### Exercise directions
Gather each line of the records where "filename" appears.
--- START ---
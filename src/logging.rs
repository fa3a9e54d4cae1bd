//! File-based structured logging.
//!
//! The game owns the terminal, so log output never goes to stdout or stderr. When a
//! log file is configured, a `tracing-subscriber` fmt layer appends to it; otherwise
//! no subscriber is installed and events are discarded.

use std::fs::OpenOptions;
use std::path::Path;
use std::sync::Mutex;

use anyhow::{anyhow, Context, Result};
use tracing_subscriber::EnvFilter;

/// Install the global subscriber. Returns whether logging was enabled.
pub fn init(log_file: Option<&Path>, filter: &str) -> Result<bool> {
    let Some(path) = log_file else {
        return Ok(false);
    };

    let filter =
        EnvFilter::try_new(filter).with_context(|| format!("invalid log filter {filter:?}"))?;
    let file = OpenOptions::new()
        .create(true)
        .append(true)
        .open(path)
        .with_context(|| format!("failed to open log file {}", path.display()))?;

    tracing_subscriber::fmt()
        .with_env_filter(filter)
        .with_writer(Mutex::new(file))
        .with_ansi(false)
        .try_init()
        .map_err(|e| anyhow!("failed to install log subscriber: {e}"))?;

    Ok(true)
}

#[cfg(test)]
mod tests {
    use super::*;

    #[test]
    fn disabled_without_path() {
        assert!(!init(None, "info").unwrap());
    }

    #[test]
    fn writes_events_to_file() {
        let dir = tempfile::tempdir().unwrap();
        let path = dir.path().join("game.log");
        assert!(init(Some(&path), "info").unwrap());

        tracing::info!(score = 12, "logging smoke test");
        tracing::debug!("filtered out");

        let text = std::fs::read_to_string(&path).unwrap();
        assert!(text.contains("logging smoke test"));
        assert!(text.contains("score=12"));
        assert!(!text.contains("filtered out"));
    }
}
--- END ---
--- START ---
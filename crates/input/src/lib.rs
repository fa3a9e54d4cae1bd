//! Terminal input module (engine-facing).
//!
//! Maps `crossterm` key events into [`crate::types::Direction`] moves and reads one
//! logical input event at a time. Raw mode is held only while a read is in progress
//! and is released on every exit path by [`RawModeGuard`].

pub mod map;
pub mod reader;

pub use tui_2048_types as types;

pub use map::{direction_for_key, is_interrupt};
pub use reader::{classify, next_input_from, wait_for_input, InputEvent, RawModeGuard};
--- END ---
--- START ---
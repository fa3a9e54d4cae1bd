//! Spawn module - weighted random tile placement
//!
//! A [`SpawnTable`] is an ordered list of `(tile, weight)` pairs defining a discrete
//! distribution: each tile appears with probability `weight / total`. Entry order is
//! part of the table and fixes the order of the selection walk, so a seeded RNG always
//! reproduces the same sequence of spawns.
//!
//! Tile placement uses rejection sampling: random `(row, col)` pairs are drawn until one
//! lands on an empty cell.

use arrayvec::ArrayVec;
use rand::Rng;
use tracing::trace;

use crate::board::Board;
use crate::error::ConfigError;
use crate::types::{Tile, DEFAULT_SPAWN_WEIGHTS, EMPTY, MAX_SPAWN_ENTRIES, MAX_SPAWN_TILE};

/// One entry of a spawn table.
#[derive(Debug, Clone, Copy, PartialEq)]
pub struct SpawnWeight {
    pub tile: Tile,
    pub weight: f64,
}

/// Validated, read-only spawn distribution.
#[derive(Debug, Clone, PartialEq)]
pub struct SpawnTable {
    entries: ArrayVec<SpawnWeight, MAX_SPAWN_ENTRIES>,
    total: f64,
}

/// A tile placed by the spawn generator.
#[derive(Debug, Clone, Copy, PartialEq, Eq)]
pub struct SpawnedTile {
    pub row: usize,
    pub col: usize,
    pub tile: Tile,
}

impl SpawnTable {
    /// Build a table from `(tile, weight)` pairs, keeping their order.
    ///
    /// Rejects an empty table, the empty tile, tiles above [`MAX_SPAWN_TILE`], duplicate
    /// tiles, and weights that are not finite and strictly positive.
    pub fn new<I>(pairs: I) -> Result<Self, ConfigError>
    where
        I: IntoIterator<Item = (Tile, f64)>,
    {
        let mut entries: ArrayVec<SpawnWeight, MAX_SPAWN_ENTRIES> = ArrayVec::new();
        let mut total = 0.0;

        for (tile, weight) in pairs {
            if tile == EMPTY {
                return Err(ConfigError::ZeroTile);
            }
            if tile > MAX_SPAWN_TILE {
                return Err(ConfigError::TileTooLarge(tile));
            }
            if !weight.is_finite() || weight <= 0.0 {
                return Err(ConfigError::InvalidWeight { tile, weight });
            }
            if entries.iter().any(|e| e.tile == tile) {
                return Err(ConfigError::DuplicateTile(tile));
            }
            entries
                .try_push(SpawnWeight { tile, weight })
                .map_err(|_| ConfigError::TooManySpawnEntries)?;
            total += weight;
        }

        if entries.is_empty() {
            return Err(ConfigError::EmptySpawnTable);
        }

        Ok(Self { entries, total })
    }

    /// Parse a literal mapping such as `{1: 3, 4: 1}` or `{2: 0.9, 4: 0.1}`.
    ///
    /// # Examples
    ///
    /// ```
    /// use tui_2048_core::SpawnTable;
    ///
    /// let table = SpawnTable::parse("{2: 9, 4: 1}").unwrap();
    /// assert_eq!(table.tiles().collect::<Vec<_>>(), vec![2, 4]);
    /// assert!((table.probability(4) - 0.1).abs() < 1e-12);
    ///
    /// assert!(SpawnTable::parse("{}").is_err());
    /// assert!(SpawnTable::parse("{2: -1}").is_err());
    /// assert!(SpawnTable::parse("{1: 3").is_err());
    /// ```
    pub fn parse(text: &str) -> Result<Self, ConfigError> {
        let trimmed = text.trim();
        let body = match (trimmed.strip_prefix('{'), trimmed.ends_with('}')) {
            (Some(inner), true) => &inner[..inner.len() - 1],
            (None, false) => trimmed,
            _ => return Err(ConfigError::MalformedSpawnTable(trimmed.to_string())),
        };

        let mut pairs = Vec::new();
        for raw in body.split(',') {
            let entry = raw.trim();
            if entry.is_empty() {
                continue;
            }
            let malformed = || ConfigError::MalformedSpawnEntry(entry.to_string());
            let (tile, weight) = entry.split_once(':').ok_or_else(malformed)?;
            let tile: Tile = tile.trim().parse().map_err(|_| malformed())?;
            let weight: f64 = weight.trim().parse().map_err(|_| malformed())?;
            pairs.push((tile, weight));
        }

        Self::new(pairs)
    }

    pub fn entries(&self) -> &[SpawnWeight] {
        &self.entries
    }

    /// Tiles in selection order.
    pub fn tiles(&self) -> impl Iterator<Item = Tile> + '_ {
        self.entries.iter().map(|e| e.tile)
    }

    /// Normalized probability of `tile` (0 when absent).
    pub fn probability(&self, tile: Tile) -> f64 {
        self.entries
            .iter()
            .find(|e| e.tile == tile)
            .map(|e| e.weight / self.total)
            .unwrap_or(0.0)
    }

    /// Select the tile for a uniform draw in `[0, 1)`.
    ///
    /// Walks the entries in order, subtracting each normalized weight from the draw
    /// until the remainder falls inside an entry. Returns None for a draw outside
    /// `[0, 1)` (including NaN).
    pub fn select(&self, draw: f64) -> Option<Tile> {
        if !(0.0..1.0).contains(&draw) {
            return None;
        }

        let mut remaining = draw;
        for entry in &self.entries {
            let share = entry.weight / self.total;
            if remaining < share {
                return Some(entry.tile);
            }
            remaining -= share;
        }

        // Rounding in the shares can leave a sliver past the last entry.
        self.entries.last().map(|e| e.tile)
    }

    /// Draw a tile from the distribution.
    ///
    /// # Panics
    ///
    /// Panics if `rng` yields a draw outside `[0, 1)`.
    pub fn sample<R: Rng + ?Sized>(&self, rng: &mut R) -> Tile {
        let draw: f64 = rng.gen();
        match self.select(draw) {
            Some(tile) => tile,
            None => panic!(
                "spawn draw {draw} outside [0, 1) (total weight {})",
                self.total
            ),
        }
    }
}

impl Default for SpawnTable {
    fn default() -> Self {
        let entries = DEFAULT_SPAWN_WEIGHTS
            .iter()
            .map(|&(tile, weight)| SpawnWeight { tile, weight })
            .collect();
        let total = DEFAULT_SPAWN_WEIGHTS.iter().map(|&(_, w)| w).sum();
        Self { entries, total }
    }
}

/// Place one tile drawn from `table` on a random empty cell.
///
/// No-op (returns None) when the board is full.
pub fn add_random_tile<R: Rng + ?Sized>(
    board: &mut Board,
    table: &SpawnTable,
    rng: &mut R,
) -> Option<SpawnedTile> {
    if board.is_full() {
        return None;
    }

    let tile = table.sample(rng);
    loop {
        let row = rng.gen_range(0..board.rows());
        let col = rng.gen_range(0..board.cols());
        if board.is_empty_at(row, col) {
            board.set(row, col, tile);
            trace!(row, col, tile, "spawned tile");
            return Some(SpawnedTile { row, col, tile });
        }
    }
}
--- END ---
### Answer for the task
filename src/logging.rs
filename crates/input/src/lib.rs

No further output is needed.